Dynamic readjustment of parental methylation patterns of the 5'-flank of the mouse H19 gene during in vitro organogenesis.

Gametic marks are stably propagated in order to manifest parent of origin-specific expression patterns of imprinted genes in the developing conceptus. Although the character of the imprint has not yet been fully elucidated, there is compelling evidence that it involves a methylation mark. This is exemplified by a region upstream of the H19 gene, which is not only methylated in a parent of origin-specific manner, but also regulates the silencing of the maternal Igf2 and paternal H19 alleles, respectively. We show here that the parental-specific methylation patterns within the differentially methylated domain (DMD) are perturbed in the soma during in vitro organogenesis. Under these conditions, the paternal DMD allele becomes partially demethylated, whereas the maternal DMD allele gains methylation.
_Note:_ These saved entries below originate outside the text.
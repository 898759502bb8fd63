use sea_orm_migration::prelude::*;

#[derive(DeriveMigrationName)]
pub struct Migration;

#[async_trait::async_trait]
impl MigrationTrait for Migration {
  async fn up(&self, manager: &SchemaManager) -> Result<(), DbErr> {
    manager
      .create_table(
        Table::create()
          .table(Courses::Table)
          .if_not_exists()
          .col(ColumnDef::new(Courses::Id).string().not_null().primary_key())
          .col(ColumnDef::new(Courses::Title).string().not_null())
          .col(ColumnDef::new(Courses::Slug).string().not_null().unique_key())
          .col(ColumnDef::new(Courses::Description).text().not_null())
          .col(ColumnDef::new(Courses::Thumbnail).string().not_null())
          .col(ColumnDef::new(Courses::InstructorName).string().not_null())
          .col(ColumnDef::new(Courses::InstructorBio).string().not_null())
          .col(ColumnDef::new(Courses::Duration).string().not_null())
          .col(ColumnDef::new(Courses::Difficulty).string().not_null())
          .col(ColumnDef::new(Courses::Category).string().not_null())
          .col(ColumnDef::new(Courses::Rating).double().not_null().default(0.0))
          .col(ColumnDef::new(Courses::Enrolled).integer().not_null().default(0))
          .col(ColumnDef::new(Courses::Price).integer().not_null().default(0))
          .col(
            ColumnDef::new(Courses::Featured).boolean().not_null().default(false),
          )
          .col(
            ColumnDef::new(Courses::Published).boolean().not_null().default(true),
          )
          .col(ColumnDef::new(Courses::Lessons).json().not_null())
          .col(ColumnDef::new(Courses::CreatedAt).date_time().not_null())
          .to_owned(),
      )
      .await
  }

  async fn down(&self, manager: &SchemaManager) -> Result<(), DbErr> {
    manager.drop_table(Table::drop().table(Courses::Table).to_owned()).await
  }
}

#[derive(DeriveIden)]
pub enum Courses {
  Table,
  Id,
  Title,
  Slug,
  Description,
  Thumbnail,
  InstructorName,
  InstructorBio,
  Duration,
  Difficulty,
  Category,
  Rating,
  Enrolled,
  Price,
  Featured,
  Published,
  Lessons,
  CreatedAt,
}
Despite these effects, there were no changes in allelic Igf2 or H19 expression patterns in the embryo. Finally, we show that although TSA derepresses the paternal H19 allele in ectoplacental cone when in vitro developed, there is no discernible effect on the methylation status of the paternally inherited 5'-flank in comparison to control samples. Collectively, this data demonstrates that the parental mark is sensitive to a subset of environmental cues and that a certain degree of plasticity of the gametic mark is tolerated without affecting the manifestation of the imprinted state.